● What you have to do: In your reply, reproduce every line of the data without any alteration.

START Source material

use agora_common::model::{
    ModelValidationError,
    comment::Comment,
    post::{Post, PostContent},
    user::{User, UserCredentials, Username},
    vote::Vote,
};
use sqlx::{FromRow, types::Json};
use time::OffsetDateTime;
use uuid::Uuid;

#[derive(Clone, Eq, PartialEq, Debug, Hash, FromRow)]
pub(crate) struct UserRecord {
    pub user_id: Uuid,
    pub username: String,
}

#[derive(Clone, Eq, PartialEq, Debug, Hash, FromRow)]
pub(crate) struct CredentialsRecord {
    pub user_id: Uuid,
    pub username: String,
    pub password_hash: Vec<u8>,
}

#[derive(Clone, Debug, FromRow)]
pub(crate) struct PostRecord {
    pub post_id: Uuid,
    pub author_id: Uuid,
    pub author_username: String,
    pub title: String,
    pub kind: String,
    pub body: String,
    pub category: String,
    pub views: i64,
    pub created_at: OffsetDateTime,
    pub score: i64,
    pub upvote_percentage: i64,
    pub comments: Json<Vec<Comment>>,
    pub votes: Json<Vec<Vote>>,
}

impl TryFrom<UserRecord> for User {
    type Error = ModelValidationError;

    fn try_from(value: UserRecord) -> Result<Self, Self::Error> {
        Ok(Self {
            id: value.user_id.into(),
            username: Username::new(value.username)?,
        })
    }
}

impl TryFrom<CredentialsRecord> for UserCredentials {
    type Error = ModelValidationError;

    fn try_from(value: CredentialsRecord) -> Result<Self, Self::Error> {
        Ok(Self {
            user: User {
                id: value.user_id.into(),
                username: Username::new(value.username)?,
            },
            password_hash: value.password_hash.try_into()?,
        })
    }
}

impl TryFrom<PostRecord> for Post {
    type Error = ModelValidationError;

    fn try_from(value: PostRecord) -> Result<Self, Self::Error> {
        let views = u64::try_from(value.views)
            .map_err(|_| ModelValidationError::NegativeCounter(value.views))?;

        Ok(Self {
            id: value.post_id.into(),
            author: User {
                id: value.author_id.into(),
                username: Username::new(value.author_username)?,
            },
            title: value.title,
            content: PostContent::from_parts(&value.kind, value.body)?,
            category: value.category,
            views,
            created: value.created_at,
            score: value.score,
            upvote_percentage: value.upvote_percentage,
            comments: value.comments.0,
            votes: value.votes.0,
        })
    }
}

END Source material

● Answer to this task:
use agora_common::model::{
    ModelValidationError,
    comment::Comment,
    post::{Post, PostContent},
    user::{User, UserCredentials, Username},
    vote::Vote,
};
use sqlx::{FromRow, types::Json};
use time::OffsetDateTime;
use uuid::Uuid;

#[derive(Clone, Eq, PartialEq, Debug, Hash, FromRow)]
pub(crate) struct UserRecord {
    pub user_id: Uuid,
    pub username: String,
}

#[derive(Clone, Eq, PartialEq, Debug, Hash, FromRow)]
pub(crate) struct CredentialsRecord {
    pub user_id: Uuid,
    pub username: String,
    pub password_hash: Vec<u8>,
}

#[derive(Clone, Debug, FromRow)]
pub(crate) struct PostRecord {
    pub post_id: Uuid,
    pub author_id: Uuid,
    pub author_username: String,
    pub title: String,
    pub kind: String,
    pub body: String,
    pub category: String,
    pub views: i64,
    pub created_at: OffsetDateTime,
    pub score: i64,
    pub upvote_percentage: i64,
    pub comments: Json<Vec<Comment>>,
    pub votes: Json<Vec<Vote>>,
}

impl TryFrom<UserRecord> for User {
    type Error = ModelValidationError;

    fn try_from(value: UserRecord) -> Result<Self, Self::Error> {
        Ok(Self {
            id: value.user_id.into(),
            username: Username::new(value.username)?,
        })
    }
}

impl TryFrom<CredentialsRecord> for UserCredentials {
    type Error = ModelValidationError;

    fn try_from(value: CredentialsRecord) -> Result<Self, Self::Error> {
        Ok(Self {
            user: User {
                id: value.user_id.into(),
                username: Username::new(value.username)?,
            },
            password_hash: value.password_hash.try_into()?,
        })
    }
}

impl TryFrom<PostRecord> for Post {
    type Error = ModelValidationError;

    fn try_from(value: PostRecord) -> Result<Self, Self::Error> {
        let views = u64::try_from(value.views)
            .map_err(|_| ModelValidationError::NegativeCounter(value.views))?;

        Ok(Self {
            id: value.post_id.into(),
            author: User {
                id: value.author_id.into(),
                username: Username::new(value.author_username)?,
            },
            title: value.title,
            content: PostContent::from_parts(&value.kind, value.body)?,
            category: value.category,
            views,
            created: value.created_at,
            score: value.score,
            upvote_percentage: value.upvote_percentage,
            comments: value.comments.0,
            votes: value.votes.0,
        })
    }
}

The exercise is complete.